Its interior surfaces are smooth dry-erase boards that are pre-labeled for use right out of the box. There are actually three dry-erase writing surfaces! The dry-erase surfaces are magnetic, too, so you can attach magnet markers—¾" x 1" magnets, some of which are labeled with positions and assignments, and others that are blank and can be written on. There’s also a set of magnets that correspond to the entire ICS structure, so you can set up and manage a large incident.
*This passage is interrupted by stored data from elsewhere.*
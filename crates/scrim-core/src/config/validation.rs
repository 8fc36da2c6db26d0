//! Config validation - warns about unknown fields

use std::collections::{HashMap, HashSet};
use toml::Value;
use tracing::warn;

/// Validate TOML config and warn about unknown fields.
pub fn warn_unknown_fields(content: &str, config_name: &str) {
    let Ok(value) = content.parse::<Value>() else {
        return;
    };

    let expected = expected_config_keys();
    let unknowns = find_unknown_keys(&value, &expected, "");

    for path in unknowns {
        warn!("Unknown config field in {config_name}: {path}");
    }
}

/// Find unknown keys in a TOML value compared to expected keys.
/// Returns paths like `scripts[2].colur` for unknown fields.
fn find_unknown_keys(value: &Value, expected: &ExpectedKeys, prefix: &str) -> Vec<String> {
    let mut unknowns = Vec::new();

    match value {
        Value::Table(table) => {
            for (key, child) in table {
                let path = if prefix.is_empty() {
                    key.clone()
                } else {
                    format!("{prefix}.{key}")
                };

                if let Some(nested) = expected.nested.get(key.as_str()) {
                    unknowns.extend(find_unknown_keys(child, nested, &path));
                } else if !expected.fields.contains(key.as_str()) {
                    unknowns.push(path);
                }
            }
        }
        Value::Array(items) => {
            for (i, item) in items.iter().enumerate() {
                unknowns.extend(find_unknown_keys(item, expected, &format!("{prefix}[{i}]")));
            }
        }
        _ => {}
    }

    unknowns
}

/// Expected keys for a config section.
/// `fields` are leaf fields, `nested` are nested tables (or arrays of
/// tables) with their own expected keys.
struct ExpectedKeys {
    fields: HashSet<&'static str>,
    nested: HashMap<&'static str, ExpectedKeys>,
}

impl ExpectedKeys {
    fn new(fields: &[&'static str]) -> Self {
        Self {
            fields: fields.iter().copied().collect(),
            nested: HashMap::new(),
        }
    }

    fn with_nested(mut self, key: &'static str, nested: ExpectedKeys) -> Self {
        self.nested.insert(key, nested);
        self
    }
}

/// Expected keys for the scrim Config (settings.rs)
fn expected_config_keys() -> ExpectedKeys {
    let script_keys = ExpectedKeys::new(&[
        "name",
        "path",
        "triggers",
        "colour",
        "stay_open",
        "columns",
        "preview",
        "chain_respects_debounce",
    ]);

    ExpectedKeys::new(&[]).with_nested("scripts", script_keys)
}

#[cfg(test)]
mod tests {
    use super::*;

    #[test]
    fn test_valid_config_no_warnings() {
        let content = r#"
            [[scripts]]
            name = "files"
            path = "/usr/local/bin/files.sh"
            triggers = ["on-start", "interval 30s"]
            colour = 4
            stay_open = true
            columns = [1, 2]
        "#;

        let value: Value = content.parse().unwrap();
        let expected = expected_config_keys();
        let unknowns = find_unknown_keys(&value, &expected, "");

        assert!(
            unknowns.is_empty(),
            "Expected no unknowns, got: {unknowns:?}"
        );
    }

    #[test]
    fn test_unknown_top_level_field() {
        let content = "unknown_section = 1\n";

        let value: Value = content.parse().unwrap();
        let expected = expected_config_keys();
        let unknowns = find_unknown_keys(&value, &expected, "");

        assert_eq!(unknowns, vec!["unknown_section"]);
    }

    #[test]
    fn test_unknown_script_field_reports_index() {
        let content = r#"
            [[scripts]]
            name = "a"
            path = "/bin/a"

            [[scripts]]
            name = "b"
            path = "/bin/b"
            colur = 3
        "#;

        let value: Value = content.parse().unwrap();
        let expected = expected_config_keys();
        let unknowns = find_unknown_keys(&value, &expected, "");

        assert_eq!(unknowns, vec!["scripts[1].colur"]);
    }

    #[test]
    fn test_warn_unknown_fields_does_not_panic_on_invalid_toml() {
        warn_unknown_fields("not [ valid toml", "test");
    }

    #[test]
    fn test_empty_config_no_warnings() {
        let value: Value = "".parse().unwrap();
        let expected = expected_config_keys();
        let unknowns = find_unknown_keys(&value, &expected, "");
        assert!(unknowns.is_empty());
    }
}
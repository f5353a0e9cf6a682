//! Pipeline Demo
//!
//! Builds a production-style pipeline against a hosted model and shows each layer at
//! work: rate limiting, circuit breaking, semantic caching, cost tracking, fallback
//! and structured output.
//!
//! Usage:
//!   OPENAI_API_KEY=sk-... cargo run --example pipeline_demo
//!
//! Set LLM_CONDUIT_BASE_URL to point at any OpenAI-compatible server instead.

use async_trait::async_trait;
use futures::StreamExt;
use llm_conduit::config::backend_for;
use llm_conduit::{
    CircuitBreaker, CostTracker, EmbeddingProvider, FallbackChain, Pipeline, RateLimiter,
    RetryConfig, SemanticCache,
};
use serde::Deserialize;
use serde_json::json;
use std::io::Write;
use std::sync::Arc;
use std::time::Duration;

/// Bag-of-letters embedding; good enough to show near-duplicate hits offline.
struct LetterEmbedder;

#[async_trait]
impl EmbeddingProvider for LetterEmbedder {
    async fn embed(&self, text: &str) -> llm_conduit::Result<Vec<f32>> {
        let mut counts = vec![0.0f32; 26];
        for c in text.to_lowercase().chars().filter(char::is_ascii_lowercase) {
            counts[(c as u8 - b'a') as usize] += 1.0;
        }
        Ok(counts)
    }
}

#[derive(Debug, Deserialize)]
struct Capital {
    country: String,
    capital: String,
}

#[tokio::main]
async fn main() -> anyhow::Result<()> {
    env_logger::init();

    println!("{}", "=".repeat(70));
    println!("PIPELINE DEMO");
    println!("{}", "=".repeat(70));

    let costs = Arc::new(CostTracker::new());
    let breaker = Arc::new(CircuitBreaker::new(3, Duration::from_secs(30)));
    let cache = Arc::new(SemanticCache::new(Arc::new(LetterEmbedder)).with_threshold(0.97));

    // Costs first: cache hits short-circuit before they are billed
    let pipeline = Arc::new(
        Pipeline::builder()
            .backend(backend_for("gpt-4o-mini")?)
            .middleware(Arc::new(RateLimiter::per_minute(30)))
            .middleware(breaker.clone())
            .middleware(costs.clone())
            .middleware(cache.clone())
            .retry(RetryConfig::new().with_max_attempts(2))
            .build()?,
    );

    println!("\n[1] Plain request");
    let response = pipeline
        .generate("gpt-4o-mini", "What is the capital of France?")
        .await?;
    println!("  {}", response.text);

    println!("\n[2] Near-duplicate request (served from the semantic cache)");
    let cached = pipeline
        .generate("gpt-4o-mini", "what is the capital of france")
        .await?;
    println!("  {}", cached.text);
    println!("  cache entries: {}", cache.store().len());

    println!("\n[3] Structured output");
    let schema = json!({
        "type": "object",
        "properties": {
            "country": {"type": "string"},
            "capital": {"type": "string"}
        },
        "required": ["country", "capital"]
    });
    let capital: Capital = pipeline
        .generate_structured("gpt-4o-mini", "Give me the capital of Japan.", &schema)
        .await?;
    println!("  {} -> {}", capital.country, capital.capital);

    println!("\n[4] Fallback across targets");
    let chain = FallbackChain::new(pipeline.clone(), ["gpt-nonexistent", "gpt-4o-mini"]);
    let response = chain.generate("Name one prime number.").await?;
    println!("  {}", response.text);
    println!("  breaker state: {:?}", breaker.state());

    println!("\n[5] Streaming");
    print!("  ");
    let mut stream = pipeline
        .stream("gpt-4o-mini", "Count from one to five in words.")
        .await?;
    while let Some(delta) = stream.next().await {
        print!("{}", delta?);
        std::io::stdout().flush()?;
    }
    println!();

    let totals = costs.totals();
    println!("\n{}", "=".repeat(70));
    println!(
        "requests: {}  tokens in/out: {}/{}  cost: ${:.6}",
        totals.requests, totals.input_tokens, totals.output_tokens, totals.cost_usd
    );
    Ok(())
}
The magnets were really easy to use—much easier than writing—and it definitely helped that they were pre-labeled. There was a magnet for everything I needed, but when you do need to write, there’s a dry-erase marker and an eraser pen. If you need to expand an incident significantly, you may run out of the pre-labeled magnets, but you could then just use the blank ones—easy enough.
Also, for an additional fee, you can get a set of P.A.S.S. magnet tags that display individual names for your accountability tracking.
The Command Center features an LED light for use at night. The light, which is inside the case on the upper lid, is powered by AA batteries. The board comes with a palm-sized timer that allows you to track/time your mandatory accountability checks, and a roller clip in the upper right-hand corner of the board, so you can hang paper. There’s also an area on one of the dry-erase surfaces that’s just for drawing hazmat zones. Another great feature: The writing surfaces can be removed and placed or hung on other surfaces, if necessary.
Overall, I found Tactron’s Command Center (approximately $800) to be a very functional tool. If your organization doesn’t have the luxury of an SUV-style command vehicle with a slide-out command board, this product is a suitable solution.